Posts tagged ‘mystery’
The best detective books for children have to have lots of mysteries to solve plus a believable main character.
Laura is an orphan who is not particularly unhappy or badly treated she just really wants a more exciting life. She loves reading detective novels and in a way these are her escape from a pretty mundane life. Unexpectedly an uncle comes to claim her and off Laura goes to Cornwell. Well she wished for a more exciting life and you know what they say? Be careful what you wish for.
The house is mysterious and rather spooky, her uncle though very nice is also very mysterious and secretive. Add to this the forbidden place of Dead Mans Cove, the silent Indian boy, a message in a bottle and a three-legged dog and we have a very mysterious book indeed with lots to keep us guessing.
Laura is a wonderful gutsy girl,her favourite word is why? Can’t wait for the next mystery.
Lauren St John has written other really good books set in Africa, The White Giraffe and The Dolphin Song to name a few.
Having read Wake, the first in a trilogy by Lisa McMann, I was excited by the prospect of her next novel after the trilogy, a stand-alone entitled Cryer’s Cross. Kendall Fletcher is the only girl in senior year at her school in a tiny farming community in Montana. When her best friend, Nico, is the second of two students in the town to disappear into thin air, Kendall’s world falls apart. She loses her one confidante; the person she grew up with and shared her ambitions with, her Obsessive Compulsive Disorder becomes harder to manage and her school soccer team simply doesn’t have enough members to play so she loses her greatest outlet for stress relief. The disappearances are timed with the arrival of Jacian and his sister Marlena and rumours abound as to how much of a coincidence the two events are. The repellent and moody Jacian’s volatility puts Kendall on edge, but his grandfather, a close family friend of the Fletcher’s, slowly brings the reluctant two together.

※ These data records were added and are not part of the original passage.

//! # Network Seam
//!
//! Everything that leaves the process goes through the [`Network`] trait:
//! fragment fetches on the page, strategy fetches and offline replays in
//! the worker. [`HttpNetwork`] is the reqwest-backed implementation.
//!
//! A transport failure (connection refused, DNS, timeout) is reported as
//! `SharedError::NetworkError`, which callers treat as "offline". A request
//! reqwest refuses to build (bad header value, bad URL) is a
//! `SharedError::ValidationError` and is never queued for replay. A server
//! that answers with a non-2xx status is *not* an error at this layer.

use crate::shared::{Method, Request, Response, SharedError};
use async_trait::async_trait;
use std::time::Duration;

/// Fetch abstraction shared by the page and the worker
#[async_trait]
pub trait Network: Send + Sync {
    /// Perform the request
    async fn fetch(&self, request: &Request) -> Result<Response, SharedError>;
}

/// reqwest-backed network
#[derive(Debug, Clone)]
pub struct HttpNetwork {
    client: reqwest::Client,
    base_url: String,
}

impl HttpNetwork {
    /// Create a network rooted at `base_url` (used for site-relative paths)
    pub fn new(base_url: impl Into<String>) -> Result<Self, SharedError> {
        let client = reqwest::Client::builder()
            .timeout(Duration::from_secs(30))
            .build()
            .map_err(|e| SharedError::network("", format!("Failed to build HTTP client: {}", e)))?;
        Ok(Self {
            client,
            base_url: base_url.into(),
        })
    }

    /// Absolute URL for a request target
    pub fn resolve(&self, url: &str) -> String {
        if url.starts_with("http://") || url.starts_with("https://") {
            url.to_string()
        } else if url.starts_with('/') {
            format!("{}{}", self.base_url.trim_end_matches('/'), url)
        } else {
            format!("{}/{}", self.base_url.trim_end_matches('/'), url)
        }
    }
}

fn to_reqwest_method(method: Method) -> reqwest::Method {
    match method {
        Method::Get => reqwest::Method::GET,
        Method::Head => reqwest::Method::HEAD,
        Method::Post => reqwest::Method::POST,
        Method::Put => reqwest::Method::PUT,
        Method::Patch => reqwest::Method::PATCH,
        Method::Delete => reqwest::Method::DELETE,
    }
}

/// Only transport failures count as offline
///
/// A request reqwest refuses to build (bad header value, bad URL) can never
/// succeed on replay, so it is a `ValidationError`.
fn send_error(url: &str, e: reqwest::Error) -> SharedError {
    if e.is_connect() || e.is_timeout() || e.is_request() {
        SharedError::network(url, e.to_string())
    } else if e.is_builder() {
        SharedError::validation("request", format!("Invalid request to {}: {}", url, e))
    } else {
        SharedError::validation("request", format!("Request to {} failed: {}", url, e))
    }
}

#[async_trait]
impl Network for HttpNetwork {
    async fn fetch(&self, request: &Request) -> Result<Response, SharedError> {
        let url = self.resolve(&request.url);
        tracing::debug!("[Network] {} {}", request.method, url);

        let mut builder = self.client.request(to_reqwest_method(request.method), &url);
        for (name, value) in &request.headers {
            builder = builder.header(name.as_str(), value.as_str());
        }
        if let Some(body) = &request.body {
            builder = builder.body(body.clone());
        }

        let response = builder.send().await.map_err(|e| send_error(&url, e))?;

        let status = response.status().as_u16();
        let headers = response
            .headers()
            .iter()
            .map(|(name, value)| {
                (
                    name.as_str().to_string(),
                    String::from_utf8_lossy(value.as_bytes()).into_owned(),
                )
            })
            .collect();
        let body = response
            .bytes()
            .await
            .map_err(|e| SharedError::network(&url, format!("Failed to read body: {}", e)))?
            .to_vec();

        Ok(Response {
            status,
            headers,
            body,
        })
    }
}
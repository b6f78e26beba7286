//! FuelQ - Client Runtime Library
//!
//! The client runtime of the FuelQ site: the page-side module and component
//! system, and the offline worker that caches the site and replays
//! submissions made without a connection.
//!
//! # Overview
//!
//! This library provides:
//! - A module registry with a static page manifest and a three-phase bootstrap
//! - An HTML component loader with shared fetches and inline failure rendering
//! - A key/value state store with subscriptions, history and durable snapshots
//! - A durable offline submission queue with background-sync replay
//! - Versioned response caches and per-request-class fetch strategies
//!
//! # Module Structure
//!
//! - **`shared`** - Types shared by both runtimes
//!   - Error taxonomy, configuration, HTTP values, site events
//!
//! - **`local_db`** - SQLite connection and schema management
//!
//! - **`client`** - The page runtime
//!   - Module registry, built-in modules, page manifest, bootstrap
//!   - Component loader and document model
//!   - State store and snapshot persistence
//!   - Submission client
//!
//! - **`worker`** - The offline worker
//!   - Cache storage and fetch strategies
//!   - Offline submission queue and background sync
//!   - Network access
//!
//! # Feature Flags
//!
//! - **`runner`** - Builds the `fuelq-worker` binary (logging subscriber, `.env` loading)
//!
//! # Usage
//!
//! ## Page
//!
//! ```rust,no_run
//! use fuelq::client::{App, AppContext, Page, StateStore};
//! use fuelq::shared::{event, AppConfig};
//! use fuelq::worker::offline::{MemoryOfflineStore, OfflineQueue};
//! use fuelq::worker::{HttpNetwork, SyncRegistry};
//! use std::sync::Arc;
//!
//! # async fn example() -> Result<(), Box<dyn std::error::Error>> {
//! let config = AppConfig::load()?;
//! let events = event::channel();
//! let network = Arc::new(HttpNetwork::new(config.server_url.clone())?);
//! let queue = OfflineQueue::new(Arc::new(MemoryOfflineStore::new()), Arc::new(SyncRegistry::new()), events.clone());
//! let state = StateStore::new(config.history_capacity);
//!
//! let ctx = Arc::new(AppContext::new(config, Page::new("/index.html"), network, state, queue, events));
//! let app = App::site(ctx);
//! app.run(&serde_json::json!({"theme": {"default": "dark"}})).await;
//! # Ok(())
//! # }
//! ```
//!
//! ## Worker
//!
//! ```rust,no_run
//! use fuelq::shared::Request;
//! use fuelq::worker::{FetchHandling, ServiceWorker};
//!
//! # async fn example(worker: ServiceWorker) -> Result<(), fuelq::shared::SharedError> {
//! worker.install().await?;
//! worker.activate().await?;
//! if let FetchHandling::Respond(response) = worker.handle_fetch(&Request::get("/index.html")).await? {
//!     println!("{} bytes", response.body.len());
//! }
//! # Ok(())
//! # }
//! ```
//!
//! # Thread Safety
//!
//! - Shared state lives behind `Arc<RwLock<>>` / `Arc<Mutex<>>`
//! - Site events travel over `tokio::sync::broadcast`
//! - Durable stores serialize access through SQLite transactions
//!
//! # Error Handling
//!
//! Fallible operations return `Result<T, SharedError>`; configuration
//! problems surface as `ConfigError`.

/// Shared types and data structures
pub mod shared;

/// Local SQLite persistence
pub mod local_db;

/// Page runtime
pub mod client;

/// Offline worker runtime
pub mod worker;
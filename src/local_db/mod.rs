//! # Local Database Module
//!
//! SQLite connection management for the durable stores that outlive a page
//! session: the state snapshot, the offline submission store and cache
//! storage. Each store owns its own database file and schema history.
//!
//! ## Usage
//!
//! ```rust,no_run
//! use fuelq::local_db::LocalDatabase;
//!
//! # async fn example() -> Result<(), fuelq::shared::SharedError> {
//! let db = LocalDatabase::open("/tmp/fuelq/offline-store.db").await?;
//! println!("schema version {}", db.schema_version().await?);
//! # Ok(())
//! # }
//! ```

pub mod schema;

use crate::shared::SharedError;
use schema::{latest_version, pending_migrations, Migration};
use sqlx::sqlite::{SqliteConnectOptions, SqliteJournalMode, SqlitePoolOptions, SqliteSynchronous};
use sqlx::SqlitePool;
use std::path::Path;

/// Local database connection manager
#[derive(Debug, Clone)]
pub struct LocalDatabase {
    pool: SqlitePool,
}

impl LocalDatabase {
    /// Open or create a database file
    ///
    /// Creates the parent directory when missing. Uses WAL mode so the page
    /// and the worker can read while the other writes.
    pub async fn open(path: impl AsRef<Path>) -> Result<Self, SharedError> {
        let path = path.as_ref();
        if let Some(parent) = path.parent() {
            std::fs::create_dir_all(parent)?;
        }

        let options = SqliteConnectOptions::new()
            .filename(path)
            .create_if_missing(true)
            .journal_mode(SqliteJournalMode::Wal)
            .synchronous(SqliteSynchronous::Normal)
            .foreign_keys(true);

        let pool = SqlitePoolOptions::new()
            .max_connections(4)
            .connect_with(options)
            .await?;

        tracing::debug!("[LocalDb] Opened {}", path.display());
        Ok(Self { pool })
    }

    /// Private in-memory database, mostly for tests
    pub async fn in_memory() -> Result<Self, SharedError> {
        // A single connection that is never recycled keeps the memory database alive
        let pool = SqlitePoolOptions::new()
            .max_connections(1)
            .idle_timeout(None)
            .max_lifetime(None)
            .connect("sqlite::memory:")
            .await?;
        Ok(Self { pool })
    }

    /// Get connection pool reference
    pub fn pool(&self) -> &SqlitePool {
        &self.pool
    }

    /// Current schema version (0 for a fresh database)
    pub async fn schema_version(&self) -> Result<i64, SharedError> {
        self.ensure_migrations_table().await?;
        let version: (i64,) =
            sqlx::query_as("SELECT COALESCE(MAX(version), 0) FROM schema_migrations")
                .fetch_one(&self.pool)
                .await?;
        Ok(version.0)
    }

    /// Apply every migration newer than the current schema version
    ///
    /// Each migration runs in its own transaction together with its
    /// `schema_migrations` row. Returns the resulting version. A database
    /// already past the newest known migration is refused.
    pub async fn migrate(&self, migrations: &[Migration]) -> Result<i64, SharedError> {
        let current = self.schema_version().await?;
        let latest = latest_version(migrations);
        if current > latest {
            return Err(SharedError::storage(format!(
                "Database schema version {} is newer than supported version {}",
                current, latest
            )));
        }
        let mut version = current;

        for migration in pending_migrations(migrations, current) {
            let mut tx = self.pool.begin().await?;
            for statement in migration.statements {
                sqlx::query(statement).execute(&mut *tx).await?;
            }
            sqlx::query("INSERT INTO schema_migrations (version, name, applied_at) VALUES (?, ?, ?)")
                .bind(migration.version)
                .bind(migration.name)
                .bind(chrono::Utc::now().to_rfc3339())
                .execute(&mut *tx)
                .await?;
            tx.commit().await?;

            tracing::info!(
                "[LocalDb] Applied migration {} ({})",
                migration.version,
                migration.name
            );
            version = migration.version;
        }

        Ok(version)
    }

    async fn ensure_migrations_table(&self) -> Result<(), SharedError> {
        sqlx::query(
            "CREATE TABLE IF NOT EXISTS schema_migrations (
                version INTEGER PRIMARY KEY,
                name TEXT NOT NULL,
                applied_at TEXT NOT NULL
            )",
        )
        .execute(&self.pool)
        .await?;
        Ok(())
    }
}
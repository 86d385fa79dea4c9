//! Persistence of the in-progress new-task form.
//!
//! The whole form is written under a single key on every change and read
//! back once when the form is opened. A successful submission deletes it.

use chrono::{
  DateTime,
  Utc
};
use momentum_shared::{
  Department,
  Employee,
  Priority,
  Status
};
use serde::{
  Deserialize,
  Serialize
};
use tracing::{
  debug,
  warn
};

use crate::datetime::draft_timestamp_serde;
use crate::error::Result;
use crate::storage::LocalStorage;

pub const TASK_DRAFT_KEY: &str =
  "taskFormData";

/// Name of the priority preselected on a fresh form ("medium").
pub const DEFAULT_PRIORITY_NAME: &str =
  "საშუალო";
/// Name of the status preselected on a fresh form ("not started").
pub const DEFAULT_STATUS_NAME: &str =
  "დასაწყები";

#[derive(
  Debug,
  Clone,
  Default,
  PartialEq,
  Eq,
  Serialize,
  Deserialize,
)]
pub struct TaskDraft {
  #[serde(default)]
  pub title:       String,
  #[serde(default)]
  pub description: String,
  #[serde(default)]
  pub priority:    Option<Priority>,
  #[serde(default)]
  pub status:      Option<Status>,
  #[serde(default)]
  pub department:  Option<Department>,
  #[serde(default)]
  pub employee:    Option<Employee>,
  #[serde(
    default,
    with = "draft_timestamp_serde"
  )]
  pub deadline:    Option<DateTime<Utc>>
}

pub fn default_priority(
  priorities: &[Priority]
) -> Option<Priority> {
  priorities
    .iter()
    .find(|p| {
      p.name == DEFAULT_PRIORITY_NAME
    })
    .or_else(|| priorities.first())
    .cloned()
}

pub fn default_status(
  statuses: &[Status]
) -> Option<Status> {
  statuses
    .iter()
    .find(|s| s.name == DEFAULT_STATUS_NAME)
    .or_else(|| statuses.first())
    .cloned()
}

#[derive(Debug)]
pub struct DraftStore<S> {
  storage: S
}

impl<S: LocalStorage> DraftStore<S> {
  pub fn new(storage: S) -> Self {
    Self {
      storage
    }
  }

  pub fn storage(&self) -> &S {
    &self.storage
  }

  /// Reads the stored draft. A value that no longer decodes is treated as
  /// absent.
  #[tracing::instrument(skip(self))]
  pub fn load(
    &self
  ) -> Result<Option<TaskDraft>> {
    let Some(raw) = self
      .storage
      .get_item(TASK_DRAFT_KEY)?
    else {
      debug!("no stored task draft");
      return Ok(None);
    };

    match serde_json::from_str::<TaskDraft>(
      &raw
    ) {
      | Ok(draft) => Ok(Some(draft)),
      | Err(error) => {
        warn!(
          %error,
          "failed parsing stored task \
           draft; ignoring it"
        );
        Ok(None)
      }
    }
  }

  #[tracing::instrument(skip(
    self, draft
  ))]
  pub fn save(
    &mut self,
    draft: &TaskDraft
  ) -> Result<()> {
    let json =
      serde_json::to_string(draft)?;
    self
      .storage
      .set_item(TASK_DRAFT_KEY, &json)
  }

  /// Drops only the persisted employee, leaving the other fields intact.
  #[tracing::instrument(skip(self))]
  pub fn clear_employee(
    &mut self
  ) -> Result<()> {
    if let Some(mut draft) = self.load()?
    {
      draft.employee = None;
      self.save(&draft)?;
    }
    Ok(())
  }

  #[tracing::instrument(skip(self))]
  pub fn clear(&mut self) -> Result<()> {
    self
      .storage
      .remove_item(TASK_DRAFT_KEY)
  }
}

#[cfg(test)]
mod tests {
  use chrono::{
    Duration,
    TimeZone
  };
  use momentum_shared::{
    DepartmentId,
    EmployeeId,
    PriorityId,
    StatusId
  };

  use super::*;
  use crate::storage::MemoryStorage;

  fn design() -> Department {
    Department {
      id:   DepartmentId(3),
      name: "Design".to_string()
    }
  }

  fn full_draft() -> TaskDraft {
    let deadline = Utc
      .with_ymd_and_hms(
        2026, 10, 17, 8, 15, 42
      )
      .single()
      .expect("valid deadline")
      + Duration::nanoseconds(123_456_789);

    TaskDraft {
      title:       "Redesign header"
        .to_string(),
      description: "make the header \
                    sticky again"
        .to_string(),
      priority:    Some(Priority {
        id:   PriorityId(2),
        name: DEFAULT_PRIORITY_NAME
          .to_string(),
        icon: Some(
          "https://x/medium.svg"
            .to_string()
        )
      }),
      status:      Some(Status {
        id:   StatusId(1),
        name: DEFAULT_STATUS_NAME
          .to_string()
      }),
      department:  Some(design()),
      employee:    Some(Employee {
        id:         EmployeeId(9),
        name:       "Nino".to_string(),
        surname:    "Beridze"
          .to_string(),
        avatar:     None,
        department: design()
      }),
      deadline:    Some(deadline)
    }
  }

  #[test]
  fn round_trip_preserves_every_field_and_instant()
   {
    let mut store =
      DraftStore::new(MemoryStorage::new());
    let draft = full_draft();
    store.save(&draft).expect("save");

    let loaded = store
      .load()
      .expect("load")
      .expect("draft present");
    assert_eq!(loaded, draft);
    assert_eq!(
      loaded.deadline, draft.deadline
    );
  }

  #[test]
  fn deadline_is_stored_as_text() {
    let mut store =
      DraftStore::new(MemoryStorage::new());
    store
      .save(&full_draft())
      .expect("save");
    let raw = store
      .storage()
      .get_item(TASK_DRAFT_KEY)
      .expect("get")
      .expect("raw present");
    let value: serde_json::Value =
      serde_json::from_str(&raw)
        .expect("json");
    assert_eq!(
      value["deadline"],
      "2026-10-17T08:15:42.123456789Z"
    );
  }

  #[test]
  fn clear_employee_keeps_other_fields() {
    let mut store =
      DraftStore::new(MemoryStorage::new());
    store
      .save(&full_draft())
      .expect("save");
    store
      .clear_employee()
      .expect("clear employee");
    let loaded = store
      .load()
      .expect("load")
      .expect("draft present");
    assert!(loaded.employee.is_none());
    assert_eq!(
      loaded.department,
      Some(design())
    );
  }

  #[test]
  fn partial_and_corrupt_drafts() {
    let mut storage = MemoryStorage::new();
    storage
      .set_item(
        TASK_DRAFT_KEY,
        r#"{"title":"abc"}"#
      )
      .expect("seed");
    let store = DraftStore::new(storage);
    let loaded = store
      .load()
      .expect("load")
      .expect("present");
    assert_eq!(loaded.title, "abc");
    assert!(loaded.deadline.is_none());

    let mut storage = MemoryStorage::new();
    storage
      .set_item(TASK_DRAFT_KEY, "[1,2")
      .expect("seed");
    let store = DraftStore::new(storage);
    assert_eq!(
      store.load().expect("load"),
      None
    );
  }

  #[test]
  fn defaults_prefer_named_entries() {
    let priorities = vec![
      Priority {
        id:   PriorityId(1),
        name: "დაბალი".to_string(),
        icon: None
      },
      Priority {
        id:   PriorityId(2),
        name: DEFAULT_PRIORITY_NAME
          .to_string(),
        icon: None
      },
    ];
    assert_eq!(
      default_priority(&priorities)
        .map(|p| p.id),
      Some(PriorityId(2))
    );
    assert_eq!(
      default_priority(&priorities[..1])
        .map(|p| p.id),
      Some(PriorityId(1))
    );
    assert_eq!(default_status(&[]), None);
  }
}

McMann’s mix of teen drama and supernatural is a surprisingly effective mix – she walks the right side of the fine line between intrigue and the ridiculous and, while I had an ‘oh no’ moment of dread halfway through the book that the ending might be a let down, the tale held its own. While it may not be quite creepy enough for some readers, Cryer’s Cross, essentially a ghost story, is sustained by its great characters through to a satisfying conclusion.
The book raises some interesting themes (without a heavy hand) about the ups and downs of living in a small community, coping with a psychological disorder and overcoming loss. Kendall is a fabulous girl – a balance of flaws and admirable qualities. McMann’s ability to build a story around a strong female character continues to be her strongest asset.
Mystery: A pocketful of what? Eyes?
Thriller: A murder in the museum
Detective: Two work experience students
try to work it out.
Romance: Those two work experience
students again. Very handsome
boy, very pretty smart girl.
Humour: Koala skins and pulleys.
You have to read it!
Trivia about unusual animal mating: Snails etc
You really will have to read the book,
You will learn heaps.
What else? Lots of twists, a kissing scene on a stuffed tiger..
Described as a rom-crime novel. Laugh out loud and brilliant.
A brilliant mix of Charlie and the Chocolate Factory, Mysterious Benedict Society and Junior Masterchef! At the Life Is Sweet factory, four 12-year-olds gather to create the tastiest, most inventive and entertaining sweet for the annual Confectionery Association Conference. Logan, the thoughtful Candymaker’s son; Miles, the quiet boy with a plethora of strange allergies; Daisey, incredibly inquisitive and suspiciously strong for a girl her age or Philip, the unfriendly, imperious boy in the three-piece suit? The book is divided into 4 parts with each child getting the opportunity to tell their side of the story. Secrets are kept and conspiracies revealed, making for a thoroughly enjoyable, engrossing and utterly unputdownable read. This is a gripping mystery dipped in sweet candy-making details including conveyor belts, chocolate jungles, and beehives! Delicious!
Book one of the Agency series is Called a Spy in the House. You don’t have to read them in order but you will want to read both. The agency is an all female detective academy set in the grimy underbelly of Victorian London. They are full of suspense, exciting and a great way to get a glimpse of a moment in history. Totally untrue of course as the choices for young women did not include becoming detectives! For the romantics there is the added interest of James who is showing a lot of interest in our heroine Mary Quinn.